Votre prédécesseur Marko Bosnjak nous disait justement en janvier que la CEDH devait « sortir de sa tour d’ivoire » , c’est aussi votre intention ?
«Je partage pleinement cet objectif et je m’inscris dans la continuité de Marko Bosnjak. La Cour a besoin de stabilité, mais aussi de continuité et de cohérence. C’est impératif pour faire fructifier l’héritage précieux qu’est la Convention européenne des droits de l’homme dont nous fêtons les 75 ans cette année. Elle a été signée en 1950, au lendemain de la Seconde Guerre mondiale et alors que l’Europe se divisait en deux blocs. Il s’agissait d’assurer la paix et la justice sur notre continent grâce à cet instrument de l’humanisme juridique. La Convention est à la fois l’expression d’un nouveau départ après la barbarie du nazisme et du fascisme, et un rempart contre le totalitarisme communiste.
La Convention, « nouveau départ après la barbarie nazie et fasciste, et rempart contre le totalitarisme communiste »
À cet égard, elle vise à assurer la protection des droits de l’homme et des valeurs sur lesquelles ils reposent. Son application effective est une « responsabilité partagée », pour reprendre une notion chère à l’ancien président de la Cour Jean-Paul Costa **. La Cour de Strasbourg, les autorités nationales et les juridictions internes des 46 États membres du Conseil de l’Europe forment ensemble les pièces d’un même puzzle au service de la protection des droits fondamentaux et de l’État de droit.
Dans ce cadre, la Cour doit jouer tout son rôle, mais rien que son rôle : elle est l’organe judiciaire du Conseil de l’Europe, dont les États ont souverainement accepté la supervision. Elle intervient à son tour, après les juges internes, et à sa place, en laissant aux États une certaine marge d’appréciation».
La Cour est de plus en plus contestée, y compris en France. Et on constate que, même ici à Strasbourg, votre travail est souvent mal connu et compris…
«Si les gens ne savent pas à quoi sert la Cour, c’est compliqué de susciter leur adhésion. Or nous avons besoin de cette adhésion, nous avons besoin d’ambassadeurs de la cause des droits de l’homme. Alors nous devons faire œuvre de pédagogie et mener notre mission judiciaire en toute transparence.

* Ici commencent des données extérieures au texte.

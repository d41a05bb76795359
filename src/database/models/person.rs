use chrono::{DateTime, Utc};
use serde::Serialize;
use sqlx::FromRow;
use uuid::Uuid;

use crate::database::models::company::CompanyRef;
use crate::database::repository::OwnedEntity;

#[derive(Debug, Clone, Serialize, FromRow)]
#[serde(rename_all = "camelCase")]
pub struct Person {
    pub id: Uuid,
    pub user_id: Uuid,
    pub name: String,
    pub email: Option<String>,
    pub linkedin_url: Option<String>,
    pub notes: Option<String>,
    pub created_at: DateTime<Utc>,
    pub updated_at: DateTime<Utc>,
}

impl OwnedEntity for Person {
    const TABLE: &'static str = "people";
    const LABEL: &'static str = "Person";
    const ORDER_BY: &'static str = "\"name\" ASC, \"created_at\" ASC";
}

/// One of a person's company memberships, as listed on the person
#[derive(Debug, Clone, Serialize)]
#[serde(rename_all = "camelCase")]
pub struct PersonCompany {
    pub person_id: Uuid,
    pub company_id: Uuid,
    pub role: Option<String>,
    pub assigned_at: DateTime<Utc>,
    pub company: CompanyRef,
}

#[derive(Debug, Clone, Serialize)]
#[serde(rename_all = "camelCase")]
pub struct PersonWithCompanies {
    #[serde(flatten)]
    pub person: Person,
    pub companies: Vec<PersonCompany>,
}

/// A person as seen from a company, carrying the assignment role
#[derive(Debug, Clone, Serialize, FromRow)]
#[serde(rename_all = "camelCase")]
pub struct AssignedPerson {
    #[sqlx(flatten)]
    #[serde(flatten)]
    pub person: Person,
    pub role: Option<String>,
}
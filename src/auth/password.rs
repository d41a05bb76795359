use argon2::{
    password_hash::{PasswordHash, PasswordHasher, PasswordVerifier, SaltString},
    Argon2,
};
use rand::rngs::OsRng;

#[derive(Debug, thiserror::Error)]
pub enum PasswordError {
    #[error("hashing error: {0}")]
    Hash(String),
    #[error("hashing task failed: {0}")]
    Join(#[from] tokio::task::JoinError),
}

/// Well-formed Argon2id digest, using the default cost parameters, that no
/// password matches. Verifying against it costs the same as a real check.
pub const UNMATCHABLE_DIGEST: &str = "$argon2id$v=19$m=19456,t=2,p=1$c29tZXNhbHRzb21lc2FsdA$AAAAAAAAAAAAAAAAAAAAAAAAAAAAAAAAAAAAAAAAAAA";

/// Produce a salted Argon2id digest in PHC string form.
///
/// Runs on the blocking pool; hashing is deliberately slow.
pub async fn hash_password(password: String) -> Result<String, PasswordError> {
    tokio::task::spawn_blocking(move || hash_blocking(&password)).await?
}

/// Check a password against a stored digest. A malformed digest never matches.
pub async fn verify_password(password: String, digest: String) -> Result<bool, PasswordError> {
    let matches = tokio::task::spawn_blocking(move || verify_blocking(&password, &digest)).await?;
    Ok(matches)
}

fn hash_blocking(password: &str) -> Result<String, PasswordError> {
    let salt = SaltString::generate(&mut OsRng);
    Argon2::default()
        .hash_password(password.as_bytes(), &salt)
        .map(|hash| hash.to_string())
        .map_err(|e| PasswordError::Hash(e.to_string()))
}

fn verify_blocking(password: &str, digest: &str) -> bool {
    match PasswordHash::new(digest) {
        Ok(parsed) => Argon2::default()
            .verify_password(password.as_bytes(), &parsed)
            .is_ok(),
        Err(e) => {
            tracing::warn!("Stored password digest is malformed: {}", e);
            false
        }
    }
}

#[cfg(test)]
mod tests {
    use super::*;

    #[tokio::test]
    async fn hash_then_verify() {
        let digest = hash_password("secret1".to_string()).await.unwrap();
        assert!(digest.starts_with("$argon2"));
        assert!(verify_password("secret1".to_string(), digest.clone()).await.unwrap());
        assert!(!verify_password("secret2".to_string(), digest).await.unwrap());
    }

    #[tokio::test]
    async fn digests_are_salted() {
        let a = hash_password("same".to_string()).await.unwrap();
        let b = hash_password("same".to_string()).await.unwrap();
        assert_ne!(a, b);
    }

    #[tokio::test]
    async fn unmatchable_digest_costs_a_full_verification() {
        let parsed = PasswordHash::new(UNMATCHABLE_DIGEST).unwrap();
        let params = argon2::Params::try_from(&parsed).unwrap();
        let defaults = argon2::Params::default();
        assert_eq!(parsed.algorithm, argon2::Algorithm::Argon2id.ident());
        assert_eq!(params.m_cost(), defaults.m_cost());
        assert_eq!(params.t_cost(), defaults.t_cost());
        assert_eq!(params.p_cost(), defaults.p_cost());

        for guess in ["", "admin", "secret1"] {
            assert!(!verify_password(guess.to_string(), UNMATCHABLE_DIGEST.to_string()).await.unwrap());
        }
    }

    #[tokio::test]
    async fn malformed_digest_never_matches() {
        assert!(!verify_password("secret1".to_string(), "plaintext".to_string()).await.unwrap());
    }
}
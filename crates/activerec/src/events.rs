//! Record Event Listeners
//!
//! Listeners hook into record lifecycle events inside the engine. There is
//! no scan-and-discover machinery: application startup code registers each
//! listener explicitly against a configuration, and the registry hands the
//! collected set to the engine when the session factory is built.

use async_trait::async_trait;
use std::collections::HashMap;
use std::sync::{Arc, Mutex};
use uuid::Uuid;

use crate::engine::core::FieldMap;

/// Error raised by a listener to veto or abort an operation
#[derive(Debug, thiserror::Error)]
#[error("listener error: {message}")]
pub struct ListenerError {
    pub message: String,
}

impl ListenerError {
    pub fn new(message: impl Into<String>) -> Self {
        Self {
            message: message.into(),
        }
    }
}

/// Lifecycle event groups a listener can subscribe to
#[derive(Debug, Clone, Copy, PartialEq, Eq, Hash)]
pub enum ListenerKind {
    Insert,
    Update,
    Delete,
    Flush,
}

/// Listener for record lifecycle events.
///
/// All hooks default to no-ops; implement only the ones you care about.
/// `before_*` hooks run when the operation is queued on the session and may
/// mutate the outgoing fields; `after_*` hooks run when the flush applies
/// the change to backing storage.
#[async_trait]
pub trait RecordListener: Send + Sync {
    async fn before_insert(&self, _entity: &str, _fields: &mut FieldMap) -> Result<(), ListenerError> {
        Ok(())
    }

    async fn after_insert(&self, _entity: &str, _fields: &FieldMap) -> Result<(), ListenerError> {
        Ok(())
    }

    async fn before_update(&self, _entity: &str, _fields: &mut FieldMap) -> Result<(), ListenerError> {
        Ok(())
    }

    async fn after_update(&self, _entity: &str, _fields: &FieldMap) -> Result<(), ListenerError> {
        Ok(())
    }

    async fn before_delete(&self, _entity: &str, _key: &str) -> Result<(), ListenerError> {
        Ok(())
    }

    async fn after_delete(&self, _entity: &str, _key: &str) -> Result<(), ListenerError> {
        Ok(())
    }

    async fn before_flush(&self, _session: Uuid) -> Result<(), ListenerError> {
        Ok(())
    }

    async fn after_flush(&self, _session: Uuid) -> Result<(), ListenerError> {
        Ok(())
    }
}

/// The listeners wired into one configuration, in registration order
#[derive(Clone, Default)]
pub struct ListenerSet {
    entries: Vec<(ListenerKind, Arc<dyn RecordListener>)>,
}

impl ListenerSet {
    pub fn new() -> Self {
        Self::default()
    }

    pub fn push(&mut self, kind: ListenerKind, listener: Arc<dyn RecordListener>) {
        self.entries.push((kind, listener));
    }

    pub fn is_empty(&self) -> bool {
        self.entries.is_empty()
    }

    pub fn len(&self) -> usize {
        self.entries.len()
    }

    fn of_kind(&self, kind: ListenerKind) -> impl Iterator<Item = &Arc<dyn RecordListener>> {
        self.entries
            .iter()
            .filter(move |(k, _)| *k == kind)
            .map(|(_, l)| l)
    }

    pub async fn before_insert(&self, entity: &str, fields: &mut FieldMap) -> Result<(), ListenerError> {
        for listener in self.of_kind(ListenerKind::Insert) {
            listener.before_insert(entity, fields).await?;
        }
        Ok(())
    }

    pub async fn after_insert(&self, entity: &str, fields: &FieldMap) -> Result<(), ListenerError> {
        for listener in self.of_kind(ListenerKind::Insert) {
            listener.after_insert(entity, fields).await?;
        }
        Ok(())
    }

    pub async fn before_update(&self, entity: &str, fields: &mut FieldMap) -> Result<(), ListenerError> {
        for listener in self.of_kind(ListenerKind::Update) {
            listener.before_update(entity, fields).await?;
        }
        Ok(())
    }

    pub async fn after_update(&self, entity: &str, fields: &FieldMap) -> Result<(), ListenerError> {
        for listener in self.of_kind(ListenerKind::Update) {
            listener.after_update(entity, fields).await?;
        }
        Ok(())
    }

    pub async fn before_delete(&self, entity: &str, key: &str) -> Result<(), ListenerError> {
        for listener in self.of_kind(ListenerKind::Delete) {
            listener.before_delete(entity, key).await?;
        }
        Ok(())
    }

    pub async fn after_delete(&self, entity: &str, key: &str) -> Result<(), ListenerError> {
        for listener in self.of_kind(ListenerKind::Delete) {
            listener.after_delete(entity, key).await?;
        }
        Ok(())
    }

    pub async fn before_flush(&self, session: Uuid) -> Result<(), ListenerError> {
        for listener in self.of_kind(ListenerKind::Flush) {
            listener.before_flush(session).await?;
        }
        Ok(())
    }

    pub async fn after_flush(&self, session: Uuid) -> Result<(), ListenerError> {
        for listener in self.of_kind(ListenerKind::Flush) {
            listener.after_flush(session).await?;
        }
        Ok(())
    }
}

/// Listener registrations keyed by configuration name.
///
/// Registration only matters before the configuration's factory is built;
/// listeners added afterwards are never wired in, matching factory
/// build-once semantics.
#[derive(Default)]
pub struct ListenerRegistry {
    by_configuration: Mutex<HashMap<String, ListenerSet>>,
}

impl ListenerRegistry {
    pub fn new() -> Self {
        Self::default()
    }

    /// Register a listener for one configuration
    pub fn register(
        &self,
        kind: ListenerKind,
        listener: Arc<dyn RecordListener>,
        configuration: &str,
    ) {
        let mut map = self.by_configuration.lock().unwrap();
        map.entry(configuration.to_string())
            .or_default()
            .push(kind, listener);
    }

    /// The listener set for a configuration, empty if none were registered
    pub fn for_configuration(&self, configuration: &str) -> ListenerSet {
        let map = self.by_configuration.lock().unwrap();
        map.get(configuration).cloned().unwrap_or_default()
    }
}
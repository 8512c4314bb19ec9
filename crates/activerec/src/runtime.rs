//! Runtime Facade and Process Lifecycle
//!
//! `ActiveRecord` bundles the entity registry, the session holder, and one
//! scope stack into an injectable handle. Clones share everything, so a
//! clone is the same logical context; `detached()` keeps the registry but
//! takes a fresh scope stack for work on another task or thread.
//!
//! The module-level `initialize`/`global`/`reset_initialization` functions
//! manage an optional process-wide instance for applications that want the
//! classic static surface; tests and libraries can ignore them and build
//! isolated instances directly.

use once_cell::sync::Lazy;
use std::future::Future;
use std::sync::{Arc, RwLock};
use tracing::debug;

use crate::config::{ActiveRecordConfig, EngineFactories};
use crate::engine::core::Configuration;
use crate::error::{ActiveRecordError, RecordResult};
use crate::events::{ListenerKind, RecordListener};
use crate::holder::SessionHolder;
use crate::registry::EntityRegistry;
use crate::scope::{FlushPolicy, ScopeGuard, ScopeStack};
use crate::session::{SessionHandle, StatelessHandle};

/// Handle to the active-record layer: registry, holder, and the scope
/// stack of one logical context
#[derive(Clone)]
pub struct ActiveRecord {
    registry: Arc<EntityRegistry>,
    holder: Arc<SessionHolder>,
    scopes: ScopeStack,
    default_policy: FlushPolicy,
}

impl ActiveRecord {
    /// Build an instance from declarative configuration using the default
    /// engine constructors
    pub fn new(config: ActiveRecordConfig) -> RecordResult<Self> {
        Self::with_factories(config, &EngineFactories::default())
    }

    /// Build an instance from declarative configuration and an explicit
    /// engine-constructor registry
    pub fn with_factories(
        config: ActiveRecordConfig,
        factories: &EngineFactories,
    ) -> RecordResult<Self> {
        config.validate()?;
        let ar = Self::with_registry(Arc::new(EntityRegistry::new()))
            .default_flush_policy(config.flush_policy);
        for def in &config.configurations {
            ar.registry.register(factories.build(def)?)?;
        }
        Ok(ar)
    }

    /// Wrap an existing registry; useful for tests that assemble their own
    pub fn with_registry(registry: Arc<EntityRegistry>) -> Self {
        let holder = Arc::new(SessionHolder::new(Arc::clone(&registry)));
        Self {
            registry,
            holder,
            scopes: ScopeStack::new(),
            default_policy: FlushPolicy::default(),
        }
    }

    fn default_flush_policy(mut self, policy: FlushPolicy) -> Self {
        self.default_policy = policy;
        self
    }

    pub fn registry(&self) -> &Arc<EntityRegistry> {
        &self.registry
    }

    pub fn holder(&self) -> &SessionHolder {
        &self.holder
    }

    pub fn scopes(&self) -> &ScopeStack {
        &self.scopes
    }

    /// Register an additional engine configuration
    pub fn register(&self, config: Arc<dyn Configuration>) -> RecordResult<()> {
        self.registry.register(config)
    }

    /// Register a record listener for a configuration
    pub fn register_listener(
        &self,
        kind: ListenerKind,
        listener: Arc<dyn RecordListener>,
        configuration: &str,
    ) {
        self.registry.register_listener(kind, listener, configuration);
    }

    /// Same registry and factories, fresh scope stack: the handle for an
    /// independent logical context
    pub fn detached(&self) -> Self {
        Self {
            registry: Arc::clone(&self.registry),
            holder: Arc::clone(&self.holder),
            scopes: ScopeStack::new(),
            default_policy: self.default_policy,
        }
    }

    /// Enter a scope with the configured default flush policy
    pub fn begin_scope(&self) -> ScopeGuard {
        ScopeGuard::enter(&self.scopes, self.default_policy)
    }

    /// Enter a scope with an explicit flush policy
    pub fn begin_scope_with(&self, policy: FlushPolicy) -> ScopeGuard {
        ScopeGuard::enter(&self.scopes, policy)
    }

    pub fn has_active_scope(&self) -> bool {
        self.scopes.has_active_scope()
    }

    /// Obtain a session for an entity per the scope rules; see the holder
    pub async fn session(&self, entity: &str) -> RecordResult<SessionHandle> {
        self.holder.create_session(&self.scopes, &[entity]).await
    }

    /// Release a session obtained from `session`
    pub async fn release(&self, handle: &SessionHandle) -> RecordResult<()> {
        self.holder.release_session(&self.scopes, handle).await
    }

    /// Mark a session failed
    pub async fn fail(&self, handle: &SessionHandle) -> RecordResult<()> {
        self.holder.fail_session(&self.scopes, handle).await
    }

    /// Escape hatch: run a closure against a session for `entity`
    pub async fn execute<R, F, Fut>(&self, entity: &str, op: F) -> RecordResult<R>
    where
        F: FnOnce(SessionHandle) -> Fut,
        Fut: Future<Output = Result<R, anyhow::Error>>,
    {
        self.holder.execute(&self.scopes, &[entity], op).await
    }

    /// Escape hatch: run a closure against a stateless session
    pub async fn execute_stateless<R, F, Fut>(&self, entity: &str, op: F) -> RecordResult<R>
    where
        F: FnOnce(StatelessHandle) -> Fut,
        Fut: Future<Output = Result<R, anyhow::Error>>,
    {
        self.holder.execute_stateless(&[entity], op).await
    }
}

static GLOBAL: Lazy<RwLock<Option<ActiveRecord>>> = Lazy::new(|| RwLock::new(None));

/// Initialize the process-wide instance.
///
/// The first call wins and builds the runtime; subsequent calls only add
/// configurations that are not yet registered and otherwise leave the
/// existing runtime untouched. Returns a handle to the instance either
/// way.
pub fn initialize(config: ActiveRecordConfig) -> RecordResult<ActiveRecord> {
    let mut slot = GLOBAL.write().unwrap();
    if let Some(existing) = slot.as_ref() {
        config.validate()?;
        let known = existing.registry.configuration_names();
        let factories = EngineFactories::default();
        for def in &config.configurations {
            if !known.contains(&def.name) {
                existing.registry.register(factories.build(def)?)?;
            }
        }
        return Ok(existing.clone());
    }

    let ar = ActiveRecord::new(config)?;
    debug!("Active-record runtime initialized");
    *slot = Some(ar.clone());
    Ok(ar)
}

/// True when `initialize` has installed a process-wide instance
pub fn initialized() -> bool {
    GLOBAL.read().unwrap().is_some()
}

/// The process-wide instance installed by `initialize`.
///
/// The returned handle shares the root scope stack; call `detached()` on
/// it for work on an independent task or thread.
pub fn global() -> RecordResult<ActiveRecord> {
    GLOBAL
        .read()
        .unwrap()
        .clone()
        .ok_or(ActiveRecordError::NotInitialized)
}

/// Tear down the process-wide instance. Test-only: live handles keep
/// working against the old registry, but `global` starts failing until the
/// next `initialize`.
pub fn reset_initialization() {
    let mut slot = GLOBAL.write().unwrap();
    if slot.take().is_some() {
        debug!("Active-record runtime reset");
    }
}

#[cfg(test)]
mod tests {
    use super::*;
    use crate::config::ConfigurationDef;
    use crate::engine::core::EntityBinding;
    use serial_test::serial;

    fn sample_config() -> ActiveRecordConfig {
        ActiveRecordConfig::new().with_configuration(
            ConfigurationDef::new("main")
                .with_source("main-src")
                .with_entity(EntityBinding::new("user")),
        )
    }

    #[test]
    #[serial]
    fn test_first_initialize_wins() {
        reset_initialization();
        assert!(!initialized());

        let first = initialize(sample_config()).unwrap();
        assert!(initialized());

        // A second call adds nothing new and returns the same runtime
        let second = initialize(sample_config()).unwrap();
        assert!(Arc::ptr_eq(first.registry(), second.registry()));
        assert_eq!(first.registry().configuration_names().len(), 1);

        reset_initialization();
        assert!(global().is_err());
    }

    #[test]
    #[serial]
    fn test_later_initialize_adds_configurations() {
        reset_initialization();
        initialize(sample_config()).unwrap();

        let more = ActiveRecordConfig::new().with_configuration(
            ConfigurationDef::new("billing")
                .with_source("billing-src")
                .with_entity(EntityBinding::new("invoice")),
        );
        let ar = initialize(more).unwrap();
        assert!(ar.registry().is_registered("user"));
        assert!(ar.registry().is_registered("invoice"));

        reset_initialization();
    }

    #[tokio::test]
    async fn test_detached_contexts_have_independent_scopes() {
        let ar = ActiveRecord::new(sample_config()).unwrap();
        let other = ar.detached();

        let guard = ar.begin_scope();
        assert!(ar.has_active_scope());
        assert!(!other.has_active_scope());
        guard.complete().await.unwrap();
    }

    #[tokio::test]
    async fn test_clones_share_the_context() {
        let ar = ActiveRecord::new(sample_config()).unwrap();
        let clone = ar.clone();

        let guard = ar.begin_scope();
        assert!(clone.has_active_scope());
        guard.complete().await.unwrap();
    }
}
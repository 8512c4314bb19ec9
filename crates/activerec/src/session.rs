//! Session Handles
//!
//! Cheap, clonable wrappers around engine sessions. A handle can be shared
//! between a scope and the operation currently using it; the underlying
//! engine session sits behind an async mutex, and the failure flag rides
//! on the handle so every holder of it agrees on whether the session may
//! still be flushed.

use std::sync::atomic::{AtomicBool, Ordering};
use std::sync::Arc;
use uuid::Uuid;

use crate::criteria::Criteria;
use crate::engine::core::{
    EngineResult, FactoryId, FieldMap, Session, StatelessSession, Value,
};

/// Clonable handle to an open engine session
#[derive(Clone)]
pub struct SessionHandle {
    inner: Arc<tokio::sync::Mutex<Box<dyn Session>>>,
    factory_id: FactoryId,
    session_id: Uuid,
    connection_id: u64,
    failed: Arc<AtomicBool>,
}

impl SessionHandle {
    pub fn new(session: Box<dyn Session>, factory_id: FactoryId) -> Self {
        let session_id = session.session_id();
        let connection_id = session.connection_id();
        Self {
            inner: Arc::new(tokio::sync::Mutex::new(session)),
            factory_id,
            session_id,
            connection_id,
            failed: Arc::new(AtomicBool::new(false)),
        }
    }

    /// The factory this session was opened from
    pub fn factory_id(&self) -> FactoryId {
        self.factory_id
    }

    pub fn session_id(&self) -> Uuid {
        self.session_id
    }

    /// Identity of the underlying connection
    pub fn connection_id(&self) -> u64 {
        self.connection_id
    }

    /// True when both handles refer to the same open session
    pub fn same_session(&self, other: &SessionHandle) -> bool {
        Arc::ptr_eq(&self.inner, &other.inner)
    }

    /// Mark the session failed; failed sessions are cleared at disposal
    /// instead of flushed.
    pub fn mark_failed(&self) {
        self.failed.store(true, Ordering::SeqCst);
    }

    pub fn is_failed(&self) -> bool {
        self.failed.load(Ordering::SeqCst)
    }

    pub async fn get(&self, entity: &str, id: &Value) -> EngineResult<Option<FieldMap>> {
        self.inner.lock().await.get(entity, id).await
    }

    pub async fn insert(&self, entity: &str, fields: FieldMap) -> EngineResult<()> {
        self.inner.lock().await.insert(entity, fields).await
    }

    pub async fn update(&self, entity: &str, fields: FieldMap) -> EngineResult<()> {
        self.inner.lock().await.update(entity, fields).await
    }

    pub async fn merge(&self, entity: &str, fields: FieldMap) -> EngineResult<()> {
        self.inner.lock().await.merge(entity, fields).await
    }

    pub async fn replicate(&self, entity: &str, fields: FieldMap) -> EngineResult<()> {
        self.inner.lock().await.replicate(entity, fields).await
    }

    pub async fn delete(&self, entity: &str, id: &Value) -> EngineResult<()> {
        self.inner.lock().await.delete(entity, id).await
    }

    pub async fn delete_all(&self, entity: &str, criteria: &Criteria) -> EngineResult<u64> {
        self.inner.lock().await.delete_all(entity, criteria).await
    }

    pub async fn find_all(&self, entity: &str, criteria: &Criteria) -> EngineResult<Vec<FieldMap>> {
        self.inner.lock().await.find_all(entity, criteria).await
    }

    pub async fn count(&self, entity: &str, criteria: &Criteria) -> EngineResult<u64> {
        self.inner.lock().await.count(entity, criteria).await
    }

    pub async fn refresh(&self, entity: &str, id: &Value) -> EngineResult<FieldMap> {
        self.inner.lock().await.refresh(entity, id).await
    }

    pub async fn evict(&self, entity: &str, id: &Value) -> EngineResult<()> {
        self.inner.lock().await.evict(entity, id).await
    }

    pub async fn flush(&self) -> EngineResult<()> {
        self.inner.lock().await.flush().await
    }

    pub async fn clear(&self) -> EngineResult<()> {
        self.inner.lock().await.clear().await
    }

    pub async fn close(&self) -> EngineResult<()> {
        self.inner.lock().await.close().await
    }
}

impl std::fmt::Debug for SessionHandle {
    fn fmt(&self, f: &mut std::fmt::Formatter<'_>) -> std::fmt::Result {
        f.debug_struct("SessionHandle")
            .field("session_id", &self.session_id)
            .field("factory_id", &self.factory_id)
            .field("connection_id", &self.connection_id)
            .field("failed", &self.is_failed())
            .finish()
    }
}

/// Clonable handle to a stateless engine session
#[derive(Clone)]
pub struct StatelessHandle {
    inner: Arc<tokio::sync::Mutex<Box<dyn StatelessSession>>>,
    session_id: Uuid,
}

impl StatelessHandle {
    pub fn new(session: Box<dyn StatelessSession>) -> Self {
        let session_id = session.session_id();
        Self {
            inner: Arc::new(tokio::sync::Mutex::new(session)),
            session_id,
        }
    }

    pub fn session_id(&self) -> Uuid {
        self.session_id
    }

    pub async fn get(&self, entity: &str, id: &Value) -> EngineResult<Option<FieldMap>> {
        self.inner.lock().await.get(entity, id).await
    }

    pub async fn insert(&self, entity: &str, fields: FieldMap) -> EngineResult<()> {
        self.inner.lock().await.insert(entity, fields).await
    }

    pub async fn update(&self, entity: &str, fields: FieldMap) -> EngineResult<()> {
        self.inner.lock().await.update(entity, fields).await
    }

    pub async fn delete(&self, entity: &str, id: &Value) -> EngineResult<()> {
        self.inner.lock().await.delete(entity, id).await
    }

    pub async fn close(&self) -> EngineResult<()> {
        self.inner.lock().await.close().await
    }
}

Des portes ouvertes à la Cour le 21 septembre
Il faut incarner l’institution. La justice est rendue par des personnes humaines pour des personnes humaines, et il faut rendre visible cette dimension. Alors, il est très important d’être accessible et de rencontrer le public, et cela commence à l’échelle locale, ici à Strasbourg. Le dimanche 21 septembre prochain, des portes ouvertes seront organisées au Palais des Droits de l’Homme (les dernières avaient eu lieu en 2019, les précédentes en 2009, ndlr). J’espère que les gens viendront nombreux».
Que répondez-vous à quelqu’un qui vous dit « la CEDH ne sert à rien » ?
«Les décisions de la Cour ont conduit à l’abolition des châtiments corporels à l’école, à la fin de la pénalisation des relations homosexuelles, à la fin du traitement discriminatoire, en matière d’héritage, des enfants nés hors mariage, au droit à un avocat dès la première heure de garde à vue, ou encore à la disparition du devoir conjugal.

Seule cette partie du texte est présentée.